Collected data entries:

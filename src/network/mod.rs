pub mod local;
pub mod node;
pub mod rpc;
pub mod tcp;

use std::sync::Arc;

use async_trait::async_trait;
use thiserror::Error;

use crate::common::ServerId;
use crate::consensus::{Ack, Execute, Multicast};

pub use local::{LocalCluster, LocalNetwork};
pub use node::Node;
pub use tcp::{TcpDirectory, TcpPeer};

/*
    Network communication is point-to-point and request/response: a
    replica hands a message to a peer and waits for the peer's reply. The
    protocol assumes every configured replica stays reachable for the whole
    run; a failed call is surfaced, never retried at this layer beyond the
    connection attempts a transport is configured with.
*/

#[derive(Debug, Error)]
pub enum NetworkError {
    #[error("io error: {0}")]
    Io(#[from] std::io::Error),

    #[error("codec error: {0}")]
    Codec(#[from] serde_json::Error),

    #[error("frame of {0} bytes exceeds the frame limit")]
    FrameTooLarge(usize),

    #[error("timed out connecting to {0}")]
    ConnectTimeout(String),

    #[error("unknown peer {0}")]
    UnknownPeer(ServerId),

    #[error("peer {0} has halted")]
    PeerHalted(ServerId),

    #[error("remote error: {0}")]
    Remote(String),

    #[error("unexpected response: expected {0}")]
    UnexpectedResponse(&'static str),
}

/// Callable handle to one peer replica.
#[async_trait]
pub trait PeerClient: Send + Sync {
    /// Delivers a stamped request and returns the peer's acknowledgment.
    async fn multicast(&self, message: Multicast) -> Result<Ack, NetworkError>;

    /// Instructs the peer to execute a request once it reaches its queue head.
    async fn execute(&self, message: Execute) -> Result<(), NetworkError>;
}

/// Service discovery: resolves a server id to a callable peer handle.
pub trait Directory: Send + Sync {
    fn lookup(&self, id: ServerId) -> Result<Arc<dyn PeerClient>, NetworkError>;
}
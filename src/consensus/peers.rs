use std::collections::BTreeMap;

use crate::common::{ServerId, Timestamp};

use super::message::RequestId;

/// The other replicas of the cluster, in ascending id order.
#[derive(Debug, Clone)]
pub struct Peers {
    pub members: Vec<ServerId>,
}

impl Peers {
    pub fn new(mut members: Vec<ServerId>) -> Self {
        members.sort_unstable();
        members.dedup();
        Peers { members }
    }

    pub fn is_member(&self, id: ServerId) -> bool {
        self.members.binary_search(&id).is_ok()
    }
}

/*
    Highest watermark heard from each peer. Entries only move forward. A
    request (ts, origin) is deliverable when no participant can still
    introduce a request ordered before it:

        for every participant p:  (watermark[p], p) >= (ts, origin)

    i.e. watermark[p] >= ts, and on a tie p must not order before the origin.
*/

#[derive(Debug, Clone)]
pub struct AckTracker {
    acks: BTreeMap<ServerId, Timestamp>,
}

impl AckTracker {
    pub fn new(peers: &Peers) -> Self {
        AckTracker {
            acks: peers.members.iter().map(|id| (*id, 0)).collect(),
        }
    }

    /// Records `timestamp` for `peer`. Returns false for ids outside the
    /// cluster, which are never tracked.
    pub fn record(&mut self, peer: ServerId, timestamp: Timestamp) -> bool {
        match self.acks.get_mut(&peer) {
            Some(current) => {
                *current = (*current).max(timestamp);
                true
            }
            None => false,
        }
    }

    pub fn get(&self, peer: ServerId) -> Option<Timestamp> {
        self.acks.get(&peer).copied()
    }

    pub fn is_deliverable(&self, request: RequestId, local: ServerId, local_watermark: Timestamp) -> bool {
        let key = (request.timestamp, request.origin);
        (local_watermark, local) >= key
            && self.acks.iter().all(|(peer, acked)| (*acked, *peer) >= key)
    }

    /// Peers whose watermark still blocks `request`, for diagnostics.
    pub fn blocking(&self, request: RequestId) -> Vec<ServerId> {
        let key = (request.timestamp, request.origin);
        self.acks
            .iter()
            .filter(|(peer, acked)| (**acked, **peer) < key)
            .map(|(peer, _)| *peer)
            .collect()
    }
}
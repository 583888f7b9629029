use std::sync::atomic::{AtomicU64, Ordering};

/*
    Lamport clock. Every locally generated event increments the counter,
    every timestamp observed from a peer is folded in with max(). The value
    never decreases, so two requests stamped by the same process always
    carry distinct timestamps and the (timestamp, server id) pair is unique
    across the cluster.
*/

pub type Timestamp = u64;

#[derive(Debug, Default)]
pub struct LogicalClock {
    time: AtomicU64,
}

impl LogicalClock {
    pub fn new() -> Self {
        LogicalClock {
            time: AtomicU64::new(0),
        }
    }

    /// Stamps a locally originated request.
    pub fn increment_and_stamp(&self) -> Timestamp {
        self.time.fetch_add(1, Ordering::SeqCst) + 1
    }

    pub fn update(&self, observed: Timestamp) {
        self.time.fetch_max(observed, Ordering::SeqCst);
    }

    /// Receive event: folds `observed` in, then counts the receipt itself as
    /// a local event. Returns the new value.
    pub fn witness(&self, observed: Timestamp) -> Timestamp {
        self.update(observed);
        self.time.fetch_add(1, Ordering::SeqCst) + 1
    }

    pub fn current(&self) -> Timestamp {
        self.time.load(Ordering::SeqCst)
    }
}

> Problem to work on: Repeat the data exactly, with every line included.

> Your response:
filename src/network/mod.rs
pub mod local;
pub mod node;
pub mod rpc;
pub mod tcp;

use std::sync::Arc;

use async_trait::async_trait;
use thiserror::Error;

use crate::common::ServerId;
use crate::consensus::{Ack, Execute, Multicast};

pub use local::{LocalCluster, LocalNetwork};
pub use node::Node;
pub use tcp::{TcpDirectory, TcpPeer};

/*
    Network communication is point-to-point and request/response: a
    replica hands a message to a peer and waits for the peer's reply. The
    protocol assumes every configured replica stays reachable for the whole
    run; a failed call is surfaced, never retried at this layer beyond the
    connection attempts a transport is configured with.
*/

#[derive(Debug, Error)]
pub enum NetworkError {
    #[error("io error: {0}")]
    Io(#[from] std::io::Error),

    #[error("codec error: {0}")]
    Codec(#[from] serde_json::Error),

    #[error("frame of {0} bytes exceeds the frame limit")]
    FrameTooLarge(usize),

    #[error("timed out connecting to {0}")]
    ConnectTimeout(String),

    #[error("unknown peer {0}")]
    UnknownPeer(ServerId),

    #[error("peer {0} has halted")]
    PeerHalted(ServerId),

    #[error("remote error: {0}")]
    Remote(String),

    #[error("unexpected response: expected {0}")]
    UnexpectedResponse(&'static str),
}

/// Callable handle to one peer replica.
#[async_trait]
pub trait PeerClient: Send + Sync {
    /// Delivers a stamped request and returns the peer's acknowledgment.
    async fn multicast(&self, message: Multicast) -> Result<Ack, NetworkError>;

    /// Instructs the peer to execute a request once it reaches its queue head.
    async fn execute(&self, message: Execute) -> Result<(), NetworkError>;
}

/// Service discovery: resolves a server id to a callable peer handle.
pub trait Directory: Send + Sync {
    fn lookup(&self, id: ServerId) -> Result<Arc<dyn PeerClient>, NetworkError>;
}
filename src/consensus/peers.rs
use std::collections::BTreeMap;

use crate::common::{ServerId, Timestamp};

use super::message::RequestId;

/// The other replicas of the cluster, in ascending id order.
#[derive(Debug, Clone)]
pub struct Peers {
    pub members: Vec<ServerId>,
}

impl Peers {
    pub fn new(mut members: Vec<ServerId>) -> Self {
        members.sort_unstable();
        members.dedup();
        Peers { members }
    }

    pub fn is_member(&self, id: ServerId) -> bool {
        self.members.binary_search(&id).is_ok()
    }
}

/*
    Highest watermark heard from each peer. Entries only move forward. A
    request (ts, origin) is deliverable when no participant can still
    introduce a request ordered before it:

        for every participant p:  (watermark[p], p) >= (ts, origin)

    i.e. watermark[p] >= ts, and on a tie p must not order before the origin.
*/

#[derive(Debug, Clone)]
pub struct AckTracker {
    acks: BTreeMap<ServerId, Timestamp>,
}

impl AckTracker {
    pub fn new(peers: &Peers) -> Self {
        AckTracker {
            acks: peers.members.iter().map(|id| (*id, 0)).collect(),
        }
    }

    /// Records `timestamp` for `peer`. Returns false for ids outside the
    /// cluster, which are never tracked.
    pub fn record(&mut self, peer: ServerId, timestamp: Timestamp) -> bool {
        match self.acks.get_mut(&peer) {
            Some(current) => {
                *current = (*current).max(timestamp);
                true
            }
            None => false,
        }
    }

    pub fn get(&self, peer: ServerId) -> Option<Timestamp> {
        self.acks.get(&peer).copied()
    }

    pub fn is_deliverable(&self, request: RequestId, local: ServerId, local_watermark: Timestamp) -> bool {
        let key = (request.timestamp, request.origin);
        (local_watermark, local) >= key
            && self.acks.iter().all(|(peer, acked)| (*acked, *peer) >= key)
    }

    /// Peers whose watermark still blocks `request`, for diagnostics.
    pub fn blocking(&self, request: RequestId) -> Vec<ServerId> {
        let key = (request.timestamp, request.origin);
        self.acks
            .iter()
            .filter(|(peer, acked)| (**acked, **peer) < key)
            .map(|(peer, _)| *peer)
            .collect()
    }
}
repository 583888f7b9629029
use std::sync::atomic::{AtomicU64, Ordering};

/*
    Lamport clock. Every locally generated event increments the counter,
    every timestamp observed from a peer is folded in with max(). The value
    never decreases, so two requests stamped by the same process always
    carry distinct timestamps and the (timestamp, server id) pair is unique
    across the cluster.
*/

pub type Timestamp = u64;

#[derive(Debug, Default)]
pub struct LogicalClock {
    time: AtomicU64,
}

impl LogicalClock {
    pub fn new() -> Self {
        LogicalClock {
            time: AtomicU64::new(0),
        }
    }

    /// Stamps a locally originated request.
    pub fn increment_and_stamp(&self) -> Timestamp {
        self.time.fetch_add(1, Ordering::SeqCst) + 1
    }

    pub fn update(&self, observed: Timestamp) {
        self.time.fetch_max(observed, Ordering::SeqCst);
    }

    /// Receive event: folds `observed` in, then counts the receipt itself as
    /// a local event. Returns the new value.
    pub fn witness(&self, observed: Timestamp) -> Timestamp {
        self.update(observed);
        self.time.fetch_add(1, Ordering::SeqCst) + 1
    }

    pub fn current(&self) -> Timestamp {
        self.time.load(Ordering::SeqCst)
    }
}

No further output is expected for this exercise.